13. Symmetric Extension

void* symm_ext(vector<double> &, int )

Example Usage: symm_ext(signal,e)

symm_ext symmetrically extends the signal by length e in either direction.

1D Stationary Wavelet Transform

14. J-Level Stationary Wavelet Transform

void* swt(vector<double> &, int , string , vector<double> &, int &)

Example Usage: swt(sig,J,nm,swt_output,length)

This function works on dyadic length signal. All the coefficients are of equal lengths and that value is stored in length. swt_output stores value in the same format as 11 - Approximation coefficient vector at level J is stored at the beginning of the swt_output vector followed by detail coefficients vectors at levels J, J-1,...., 1. Additionally, ALL coefficient vectors(including redundant approximation vectors) are stored in gnuout.dat file. See gnuswtplot for more details.

15. J-Level Inverse Stationary Wavelet Transform

void* iswt(vector<double> &,int , string, vector<double> &)

Example Usage: iswt(swtop,J,nm,iswt_output)

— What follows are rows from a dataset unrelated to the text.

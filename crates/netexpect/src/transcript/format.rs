//! Transcript wire format.
//!
//! A transcript is a sequence of flat-text blocks:
//!
//! ```text
//! COMMAND:<text>
//! <delimiter>
//! <escaped-output>
//! <delimiter>
//! ```
//!
//! Output is escaped with reversible sentinel tokens so multi-line output
//! round-trips exactly and the delimiter can never appear literally inside a
//! recorded block.

/// Prefix of the command line in each block.
pub const COMMAND_PREFIX: &str = "COMMAND:";

/// Block delimiter. Escaping guarantees no recorded output line equals this.
pub const DELIMITER: &str = "--8<--cut--8<--";

/// Escape recorded output into a single transcript line.
///
/// Backslashes, newlines, and carriage returns become two-character
/// sentinels; a literal occurrence of the delimiter text becomes `\d`.
#[must_use]
pub fn escape(output: &str) -> String {
    output
        .replace('\\', "\\\\")
        .replace('\n', "\\n")
        .replace('\r', "\\r")
        .replace(DELIMITER, "\\d")
}

/// Reverse [`escape`].
///
/// Unknown escape sequences and a trailing lone backslash are preserved
/// literally; a transcript is trusted input and a parse error here would
/// lose data without helping anyone.
#[must_use]
pub fn unescape(line: &str) -> String {
    let mut out = String::with_capacity(line.len());
    let mut chars = line.chars();

    while let Some(ch) = chars.next() {
        if ch != '\\' {
            out.push(ch);
            continue;
        }
        match chars.next() {
            Some('\\') => out.push('\\'),
            Some('n') => out.push('\n'),
            Some('r') => out.push('\r'),
            Some('d') => out.push_str(DELIMITER),
            Some(other) => {
                out.push('\\');
                out.push(other);
            }
            None => out.push('\\'),
        }
    }

    out
}

/// Render one transcript block.
#[must_use]
pub fn render_entry(command: &str, output: &str) -> String {
    format!("{COMMAND_PREFIX}{command}\n{DELIMITER}\n{}\n{DELIMITER}\n", escape(output))
}

#[cfg(test)]
mod tests {
    use super::*;

    #[test]
    fn escape_round_trip() {
        let original = "line one\r\nline two\nback\\slash\n";
        assert_eq!(unescape(&escape(original)), original);
    }

    #[test]
    fn escaped_output_is_single_line() {
        let escaped = escape("a\nb\nc");
        assert!(!escaped.contains('\n'));
    }

    #[test]
    fn delimiter_cannot_appear_literally() {
        let hostile = format!("before\n{DELIMITER}\nafter");
        let escaped = escape(&hostile);
        assert!(!escaped.contains(DELIMITER));
        assert_eq!(unescape(&escaped), hostile);
    }

    #[test]
    fn render_entry_shape() {
        let block = render_entry("show clock", "12:00:00 UTC\n");
        let lines: Vec<&str> = block.lines().collect();
        assert_eq!(lines[0], "COMMAND:show clock");
        assert_eq!(lines[1], DELIMITER);
        assert_eq!(lines[2], "12:00:00 UTC\\n");
        assert_eq!(lines[3], DELIMITER);
    }

    #[test]
    fn empty_output_round_trips() {
        assert_eq!(unescape(&escape("")), "");
    }
}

swtop is the output of SWT stage , J - number of levels and nm is the wavelet as before. Output of ISWT is stored in iswt_output vector.

16. GNUSWTPLOT

void* gnuswtplot(int)

Example Usage: gnuswtplot(J)

Generates GNUPLOT script gnudwt.gnu.txt that contains plots of signals, filters and wavelet coefficients. it works if it is called following SWT and ISWT operations. To draw the plots, just load the script in gnuplot.

17. 1D Periodic Extension

void* per_ext(vector<double> &, int )

Example Usage: per_ext(sig,a)

per_ext periodically extends the signal sig by value a in either direction.

2D Functions

There are three sets of 2D DWT options.

1. Regular decimated 2D DWT and IDWT. It works with dyadic length 2D signals and outputs 2D signals.(The DWT output is in the format of a dyadically decomposed image with cLL, the low pass output, in the top left corner) If the input signal isn't of dyadic length then it will be zeropadded and you can calculate output size by using dwt_output_dim function and remove zeros from the output by using the zero_remove function. More on this will follow. For a N X N dydadic length signal, the output is N X N which is useful in many applications.

2. Symmetric Extension 2D DWT and IDWT signal. It works with signal of any length and DWT output is a 1D vector (just as in Matlab) which may make it easier to handle in certain situations. On the flip side, the output is not of the same size as input and so there are some redundancies. To display the image, you'll have to convert 1D vector into image format and also account for downsampling and convolution which result in non-linear variation of length across deocmposition levels. The functions dispDWT and dwt_output_dim_sym will help in displaying the image. On the flip side, performing operations on 1D DWT output vector should be straightforward.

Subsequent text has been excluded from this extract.